Rennie had started out with pretty firm, solemn control, but now she got choky and couldn't, or wouldn't, answer the question.
"Has he turned you out?"
"No. Can't you understand why he sent me up here? Please don't make me explain it!" Tears were imminent.
"Honestly, I couldn't guess, Rennie. Are we supposed to re-enact the crime in a more analyzable way, or what?"

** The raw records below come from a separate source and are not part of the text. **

//! HTTP client for the ClearLabel governance server

use anyhow::{anyhow, Result};
use serde::de::DeserializeOwned;
use serde::Serialize;
use uuid::Uuid;

use crate::messages::{
    Ballot, ErrorBody, ForceUpdateResponse, Identity, OwnerActionResponse,
    PendingRequestsResponse, ProcessorStatsResponse, QueueActionResponse, QueueStatusResponse,
    RequestUpdateResponse, SecurityStatsView, VoteStatusView, VoteUpdateResponse,
};

/// HTTP client bound to one admin identity
pub struct ClearLabelClient {
    http: reqwest::Client,
    base_url: String,
    admin_id: Uuid,
    admin_name: String,
}

impl ClearLabelClient {
    pub fn new(base_url: &str, admin_id: Uuid, admin_name: &str) -> Self {
        Self {
            http: reqwest::Client::new(),
            base_url: base_url.trim_end_matches('/').to_string(),
            admin_id,
            admin_name: admin_name.to_string(),
        }
    }

    pub fn admin_id(&self) -> Uuid {
        self.admin_id
    }

    fn url(&self, path: &str) -> String {
        format!("{}{}", self.base_url, path)
    }

    fn identity(&self) -> Identity {
        Identity {
            admin_id: self.admin_id,
            admin_name: self.admin_name.clone(),
        }
    }

    /// Decode a response, turning server error bodies into readable failures.
    async fn decode<T: DeserializeOwned>(response: reqwest::Response) -> Result<T> {
        let status = response.status();
        if status.is_success() {
            return Ok(response.json().await?);
        }
        let body: ErrorBody = response.json().await.unwrap_or_else(|_| ErrorBody {
            error: format!("request failed with status {}", status),
            remaining_minutes: None,
        });
        match body.remaining_minutes {
            Some(minutes) => Err(anyhow!("{} (retry in ~{} minutes)", body.error, minutes)),
            None => Err(anyhow!("{}", body.error)),
        }
    }

    /// GET with the caller's id in the `x-admin-id` header
    async fn get<T: DeserializeOwned>(&self, path: &str) -> Result<T> {
        tracing::debug!("GET {}", path);
        let response = self
            .http
            .get(self.url(path))
            .header("x-admin-id", self.admin_id.to_string())
            .send()
            .await?;
        Self::decode(response).await
    }

    async fn post<B: Serialize, T: DeserializeOwned>(&self, path: &str, body: &B) -> Result<T> {
        tracing::debug!("POST {}", path);
        let response = self.http.post(self.url(path)).json(body).send().await?;
        Self::decode(response).await
    }

    /// POST with no body, identity in the `x-admin-id` header
    async fn post_empty<T: DeserializeOwned>(&self, path: &str) -> Result<T> {
        tracing::debug!("POST {}", path);
        let response = self
            .http
            .post(self.url(path))
            .header("x-admin-id", self.admin_id.to_string())
            .send()
            .await?;
        Self::decode(response).await
    }

    /// File a catalog update request
    pub async fn request_update(&self) -> Result<RequestUpdateResponse> {
        self.post("/request-update", &self.identity()).await
    }

    /// Cast a vote on a pending request
    pub async fn cast_vote(&self, request_id: &str, vote: &str) -> Result<VoteUpdateResponse> {
        let body = Ballot {
            admin_id: self.admin_id,
            admin_name: self.admin_name.clone(),
            vote: vote.to_string(),
        };
        self.post(&format!("/vote-update/{}", request_id), &body)
            .await
    }

    /// List pending requests; the listing needs no identity
    pub async fn pending_requests(&self) -> Result<PendingRequestsResponse> {
        tracing::debug!("GET /pending-requests");
        let response = self.http.get(self.url("/pending-requests")).send().await?;
        Self::decode(response).await
    }

    /// Look up one admin's ballot on a request
    pub async fn vote_status(&self, request_id: &str, admin_id: Uuid) -> Result<VoteStatusView> {
        self.get(&format!("/vote-status/{}/{}", request_id, admin_id))
            .await
    }

    /// Veto a pending request (owner only)
    pub async fn veto(&self, request_id: &str) -> Result<OwnerActionResponse> {
        self.post(
            &format!("/owner/veto-request/{}", request_id),
            &self.identity(),
        )
        .await
    }

    /// Approve a pending request directly (owner only)
    pub async fn approve(&self, request_id: &str) -> Result<OwnerActionResponse> {
        self.post(
            &format!("/owner/approve-request/{}", request_id),
            &self.identity(),
        )
        .await
    }

    /// Queue an update without a request (owner only)
    pub async fn force_update(&self) -> Result<ForceUpdateResponse> {
        self.post("/owner/force-update", &self.identity()).await
    }

    /// Governance counters and the admin roster
    pub async fn security_stats(&self) -> Result<SecurityStatsView> {
        self.get("/security-stats").await
    }

    /// Queue depth and contents
    pub async fn queue_status(&self) -> Result<QueueStatusResponse> {
        self.get("/queue-status").await
    }

    /// Processor history and daily-update state
    pub async fn processor_stats(&self) -> Result<ProcessorStatsResponse> {
        self.get("/processor-stats").await
    }

    /// Nudge the processor to drain the queue now (owner only)
    pub async fn force_queue_process(&self) -> Result<QueueActionResponse> {
        self.post_empty("/force-queue-process").await
    }

    /// Drop all queued updates (owner only)
    pub async fn clear_queue(&self) -> Result<QueueActionResponse> {
        self.post_empty("/clear-queue").await
    }
}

Well, that finished her control; the head-whipping began. Rennie, incidentally, looked great to me. She'd obviously been suffering intensely for the past few days, and, like exhausted strength, it lent her all the sexual attractiveness that tormented women often have. Tender, lovelike feelings announced their presence in me.
"Everything that's happened wrenches my heart," I said to her, laying my hand on her shoulder. "You've no idea how much I sympathize with Joe, and how much more with you. But he sure is making a Barnum and Bailey out of it, isn't he? This sending you up here is the damndest thing I ever heard of. Is it supposed to be punishment?"
"It's not ridiculous unless you're determined to see it that way," Rennie said, tearfully but vehemently. "Of courseyou'd say it was, just so you won't have to take Joe seriously."
"What's it all about, for heaven's sake?".
"I didn't want to see you again, Jake. I told Joe that. He told me everything you said to him last night, and at first I thought you were lying all the way. I guess you know I've hated you ever since we made love; when I told Joe about it, I didn't leave out anything we did -- not a single detail -- but I blamed you for everything."
"That's okay. I don't have any real opinion on the subject."
"I can't blame you any more," Rennie went on. "It's too easy, and it doesn't really solve anything. I guess I don't have any opinion either -- and Joe doesn't either."
"He doesn't?"
"He's heartbroken. So am I. But he's determined not to evade the question in any way, or take a stand just to cover up the hurt. You don't realize what an obsession this is with him! Sometimes I've thought we'd both lose our minds this past week. This thing is tearing us up! But Joe would rather be torn up than falsify the trouble in any way. That's why I'm here."
She hung her head.
"I told him I couldn't stand to see you again, whether you were responsible or not. He got angry and said I was being melodramatic, evading the question. I thought he was going to hit me again! But instead he calmed down and -- even made love to me, and explained that if we were ever going to end our trouble we'd have to be extra careful not to make up any versions of things that would keep us from facing the facts squarely. If anything, we had to do all we could to throw ourselves as hard as possible against the facts, and as often as possible, no matter how much it hurt. He said that as it stands now we're defeated, and the only possible chance to save anything is never to leave the problem for a minute. I told him I'd die if I had to live with it much longer the way I've been doing, and he said he might too, but it's the only way. I guess you think this is ridiculous, too."